Stagflation Concerns Emerging
The conflict is impacting India through multiple transmission channels. Even as crude prices have moderated from their peak, they remain elevated above $90 per barrel. Higher energy costs are beginning to filter through the economy via rising logistics, manufacturing and input costs.
External Balance Pressures
The surge in commodity prices has widened the current account deficit. At the same time, supply chain disruptions in key inputs such as fertilizers risk affecting agricultural productivity, adding another layer of inflationary pressure.
From Macro Shock to Corporate Earnings
These macro pressures are now beginning to show up in corporate earnings expectations. Brokerages have already started revising projections downward.
BofA Securities has cut its FY27 Nifty earnings growth forecast to 8.5%, down from 14% before the conflict.
Motilal Oswal expects Nifty 50 earnings growth to fall to just 6% YoY, the weakest pace in five quarters.
The logic? Even with a truce, the risk of "stagflation" remains a persistent drag.
However, the market is forward-looking. If this morning's ceasefire morphs into a permanent exit from the war, expect these forecasts to be revised upward just as quickly as they were cut.
The Sectoral Scorecard
While the ceasefire has sparked a relief rally in equities, the earnings impact will vary significantly across sectors.
- Resilience Leaders: Financials are expected to anchor the market this quarter. Metals could also benefit from elevated global commodity prices.
- Energy Squeeze: Oil Marketing Companies (OMCs) are facing margin pressure as retail fuel prices remain capped while procurement costs rise.
- Margin Compression: Consumer Durables and Paints are feeling the pinch from crude-linked raw material costs.
- Export Volatility: Industries such as chemicals, textiles, engineering goods and auto components face a combination of higher input costs, freight disruptions and weaker Western demand.
What Should Investors Do?
As geopolitical tensions gradually ease, market focus will likely shift back toward corporate earnings and macro fundamentals.
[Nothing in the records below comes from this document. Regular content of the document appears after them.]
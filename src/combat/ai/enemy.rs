//! Combat domain: ranged shooter enemies.

use avian2d::prelude::*;
use bevy::prelude::*;

use crate::combat::Enemy;
use crate::combat::projectiles::{ProjectileMotion, ProjectileSpawn, spawn_projectile};
use crate::difficulty::{ActiveTuning, EnemyTuning};
use crate::movement::Player;

/// Shooters ignore the player beyond this distance.
pub const DETECTION_RADIUS: f32 = 256.0;
/// Shooters close in until they are this near.
pub const PREFERRED_DISTANCE: f32 = 96.0;
/// Shooters back off when the player is nearer than this.
pub const TOO_CLOSE_DISTANCE: f32 = 48.0;

const SHOT_LIFETIME: f32 = 5.0;
const SHOT_RADIUS: f32 = 5.0;

#[derive(Debug, Clone, Copy, PartialEq, Eq)]
pub enum ShooterIntent {
    /// Player out of range
    Idle,
    Chase,
    Retreat,
    /// Inside the comfort band
    Hold,
}

pub fn shooter_intent(distance: f32) -> ShooterIntent {
    if distance > DETECTION_RADIUS {
        ShooterIntent::Idle
    } else if distance > PREFERRED_DISTANCE {
        ShooterIntent::Chase
    } else if distance < TOO_CLOSE_DISTANCE {
        ShooterIntent::Retreat
    } else {
        ShooterIntent::Hold
    }
}

/// New velocity for a shooter given the vector from it to the player.
pub fn shooter_velocity(current: Vec2, to_player: Vec2, tuning: &EnemyTuning, dt: f32) -> Vec2 {
    let direction = to_player.normalize_or_zero();
    match shooter_intent(to_player.length()) {
        ShooterIntent::Chase => direction * tuning.chase_speed,
        ShooterIntent::Retreat => -direction * tuning.retreat_speed,
        ShooterIntent::Idle | ShooterIntent::Hold => {
            current.lerp(Vec2::ZERO, (tuning.stop_smoothing * dt).min(1.0))
        }
    }
}

#[derive(Component, Debug, Default)]
pub struct Shooter {
    /// Seconds until the next shot; the first shot is immediate
    pub fire_timer: f32,
}

impl Shooter {
    /// Count down while the player is in range. Returns true when a shot is due.
    pub fn tick(&mut self, dt: f32, interval: f32) -> bool {
        self.fire_timer -= dt;
        if self.fire_timer > 0.0 {
            return false;
        }
        self.fire_timer = interval;
        true
    }
}

/// Shooters switched off for this difficulty leave as soon as they appear.
pub(crate) fn remove_disabled_shooters(
    mut commands: Commands,
    tuning: Res<ActiveTuning>,
    shooters: Query<Entity, Added<Shooter>>,
) {
    if tuning.enemy().enabled {
        return;
    }
    for entity in &shooters {
        debug!("Shooter disabled on {}", tuning.difficulty.label());
        commands.entity(entity).despawn();
    }
}

pub(crate) fn update_shooters(
    mut commands: Commands,
    time: Res<Time>,
    tuning: Res<ActiveTuning>,
    player_query: Query<&Transform, With<Player>>,
    mut shooters: Query<
        (&Transform, &mut LinearVelocity, &mut Shooter, &mut Sprite),
        (With<Enemy>, Without<Player>),
    >,
) {
    let dt = time.delta_secs();
    let enemy = tuning.enemy();

    let Some(player_transform) = player_query.iter().next() else {
        return;
    };
    let player_pos = player_transform.translation.truncate();

    for (transform, mut velocity, mut shooter, mut sprite) in &mut shooters {
        let position = transform.translation.truncate();
        let to_player = player_pos - position;

        velocity.0 = shooter_velocity(velocity.0, to_player, enemy, dt);

        if shooter_intent(to_player.length()) == ShooterIntent::Idle {
            continue;
        }

        let direction = to_player.normalize_or_zero();
        if direction == Vec2::ZERO {
            continue;
        }
        sprite.flip_x = direction.x < 0.0;

        if shooter.tick(dt, enemy.fire_interval) {
            spawn_projectile(
                &mut commands,
                ProjectileSpawn {
                    origin: position,
                    damage: enemy.projectile_damage,
                    motion: ProjectileMotion::Straight {
                        velocity: direction * enemy.projectile_speed,
                    },
                    lifetime: Some(SHOT_LIFETIME),
                    radius: SHOT_RADIUS,
                    color: Color::srgb(1.0, 0.55, 0.3),
                },
            );
        }
    }
}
The most important signals will emerge during upcoming earnings calls, particularly management commentary on input costs and demand outlook.
If "de-escalation" is cited as a key positive for Q1 FY27 input costs, the margin of safety for patient investors has never been more attractive.
Valuation Check: Nifty 50
As we highlighted in our previous market outlook, the Nifty 50 is trading at a forward P/E of ~17.7x. While this has edged up with the relief rally, it still represents a significant ~14% discount to its recent long-period averages.
Conclusion
We’ve said it repeatedly—near-term volatility is the price of admission. Instead of reacting to daily swings, use this phase for structured, staggered accumulation.
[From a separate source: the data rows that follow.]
//! UI domain: death screen and retry flow.

use bevy::prelude::*;

use crate::combat::{Boss, Health};
use crate::core::GameState;
use crate::ui::end_screen::{EndScreen, confirm_pressed, spawn_end_screen};

#[derive(Component)]
pub struct DeathScreenUI;

#[derive(Component)]
pub struct RetryButton;

/// How far the fight got, or nothing when the boss was never reached.
pub fn death_detail(boss_health: Option<&Health>) -> Option<String> {
    let health = boss_health?;
    if health.current >= health.max {
        return None;
    }
    let left = (health.fraction().clamp(0.0, 1.0) * 100.0).ceil() as i32;
    Some(format!("The boss had {}% health left.", left))
}

pub(crate) fn spawn_death_screen(mut commands: Commands, bosses: Query<&Health, With<Boss>>) {
    let detail = death_detail(bosses.iter().next());
    spawn_end_screen(
        &mut commands,
        DeathScreenUI,
        RetryButton,
        EndScreen {
            title: "YOU DIED".to_string(),
            title_color: Color::srgb(0.8, 0.15, 0.15),
            detail,
            button_label: "RETRY".to_string(),
            button_border: Color::srgb(0.5, 0.5, 0.6),
            hint: "Press [Enter] or click to retry",
        },
    );
}

/// Retry rebuilds the whole arena at the same difficulty.
pub(crate) fn handle_retry_button(
    keyboard: Res<ButtonInput<KeyCode>>,
    button_query: Query<&Interaction, (With<RetryButton>, Changed<Interaction>)>,
    mut next_state: ResMut<NextState<GameState>>,
) {
    if confirm_pressed(&keyboard, button_query.iter()) {
        info!("Retrying run");
        next_state.set(GameState::Loading);
    }
}
//! Content domain: combat config loading and validation.

mod data;
mod loader;
mod validation;

#[cfg(test)]
mod tests;

pub use data::{COMBAT_SCHEMA_VERSION, CombatConfig, PlayerDef};
pub use loader::{ContentLoadError, load_combat_config, parse_combat_config};
pub use validation::{ValidationError, validate_config};

use bevy::prelude::*;
use std::path::Path;

use crate::core::GameSettings;

pub const COMBAT_CONFIG_PATH: &str = "assets/data/combat.ron";

pub struct ContentPlugin;

impl Plugin for ContentPlugin {
    fn build(&self, app: &mut App) {
        app.add_systems(Startup, load_content);
    }
}

/// Load the combat config and publish its sections as resources.
/// Any failure keeps the built-in defaults.
fn load_content(mut commands: Commands, mut settings: ResMut<GameSettings>) {
    let config = match load_combat_config(Path::new(COMBAT_CONFIG_PATH)) {
        Ok(config) => {
            let errors = validate_config(&config);
            if errors.is_empty() {
                info!("Loaded combat config from {}", COMBAT_CONFIG_PATH);
                config
            } else {
                for error in &errors {
                    warn!("Content validation: {}", error);
                }
                warn!(
                    "{} validation errors in {}, using built-in defaults",
                    errors.len(),
                    COMBAT_CONFIG_PATH
                );
                CombatConfig::default()
            }
        }
        Err(e) => {
            warn!("{}, using built-in defaults", e);
            CombatConfig::default()
        }
    };

    settings.difficulty = config.default_difficulty;

    commands.insert_resource(config.difficulties);
    commands.insert_resource(config.boss);
    commands.insert_resource(config.player.movement);
    commands.insert_resource(config.player.combat);
}
//! Combat domain: tuning resources and sampled combat input.

use bevy::prelude::*;
use serde::{Deserialize, Serialize};

/// Player combat parameters, loaded from the `player.combat` section of combat.ron.
#[derive(Resource, Debug, Clone, PartialEq, Deserialize, Serialize)]
#[serde(default)]
pub struct PlayerCombatTuning {
    pub max_health: i32,
    pub attack_damage: i32,
    pub attack_cooldown: f32,
    pub crit_chance: f32,
    pub crit_multiplier: f32,
    pub slash_width: f32,
    pub slash_height: f32,
    /// Distance in front of the player where the slash hitbox is centred
    pub slash_offset: f32,
    pub slash_lifetime: f32,
    pub parry_window: f32,
    pub parry_radius: f32,
    pub parry_success_cooldown: f32,
    pub parry_fail_cooldown: f32,
    /// Parry cooldown pickups never reduce a cooldown below this
    pub parry_cooldown_floor: f32,
    pub damage_flash_duration: f32,
}

impl Default for PlayerCombatTuning {
    fn default() -> Self {
        Self {
            max_health: 100,
            attack_damage: 10,
            attack_cooldown: 0.3,
            crit_chance: 0.1,
            crit_multiplier: 1.5,
            slash_width: 48.0,
            slash_height: 40.0,
            slash_offset: 30.0,
            slash_lifetime: 0.15,
            parry_window: 0.2,
            parry_radius: 96.0,
            parry_success_cooldown: 5.0,
            parry_fail_cooldown: 7.0,
            parry_cooldown_floor: 0.5,
            damage_flash_duration: 0.2,
        }
    }
}

/// Fixed boss arena parameters, loaded from the `boss` section of combat.ron.
#[derive(Resource, Debug, Clone, PartialEq, Deserialize, Serialize)]
#[serde(default)]
pub struct BossArenaConfig {
    /// Health before the difficulty multiplier
    pub base_health: i32,
    pub activation_radius: f32,
    pub intro_delay: f32,
    /// A returning boomerang despawns this close to the boss
    pub arrive_distance: f32,
    pub projectile_radius: f32,
    pub rage_clip_seconds: f32,
    pub defeat_clip_seconds: f32,
}

impl Default for BossArenaConfig {
    fn default() -> Self {
        Self {
            base_health: 1000,
            activation_radius: 384.0,
            intro_delay: 1.0,
            arrive_distance: 10.0,
            projectile_radius: 6.0,
            rage_clip_seconds: 0.6,
            defeat_clip_seconds: 1.2,
        }
    }
}

#[derive(Resource, Debug, Default)]
pub struct CombatInput {
    pub attack: bool,
    pub parry: bool,
}
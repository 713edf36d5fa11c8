//! Core domain: game flow states, settings and run bookkeeping.

mod music;
mod resources;
mod state;
mod systems;

#[cfg(test)]
mod tests;

pub use music::{BackgroundMusic, MusicTrack};
pub use resources::{BindAction, Binding, GameSettings, KeyBindings, RunConfig, RunRecord};
pub use state::GameState;

use bevy::prelude::*;

use crate::core::music::{apply_arena_music, play_normal_music, play_victory_music, stop_music};
use crate::core::systems::{
    finish_boot, finish_loading, initialize_run, pause_time, resume_time, setup_camera,
    toggle_pause,
};

pub struct CorePlugin;

impl Plugin for CorePlugin {
    fn build(&self, app: &mut App) {
        app.init_state::<GameState>()
            .init_resource::<GameSettings>()
            .init_resource::<KeyBindings>()
            .init_resource::<RunConfig>()
            .init_resource::<RunRecord>()
            .init_resource::<BackgroundMusic>()
            .add_systems(Startup, setup_camera)
            .add_systems(OnEnter(GameState::Boot), finish_boot)
            .add_systems(
                OnEnter(GameState::Loading),
                (initialize_run, play_normal_music),
            )
            .add_systems(OnEnter(GameState::Paused), pause_time)
            .add_systems(OnExit(GameState::Paused), resume_time)
            .add_systems(OnEnter(GameState::Dead), stop_music)
            .add_systems(OnEnter(GameState::Victory), play_victory_music)
            .add_systems(Update, finish_loading.run_if(in_state(GameState::Loading)))
            .add_systems(Update, (toggle_pause, apply_arena_music));
    }
}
Building positions while the "clouds are clearing" ensures you are best positioned once the sun finally breaks through.
That said, while the ceasefire has injected much-needed optimism into global sentiment, the foundations remain shaky. Given that the root geopolitical issues remain unresolved, this lull likely represents a temporary breather rather than a long-term exit from the crisis.
But as the immediate noise around the conflict subsides, earnings trajectory and macroeconomic trends are likely to remain the primary drivers of market direction.
Disclaimer: This news is solely for educational purposes. The securities / investments quoted here are not recommendatory. Investors are advised to consult with their financial advisors before making any investment decisions.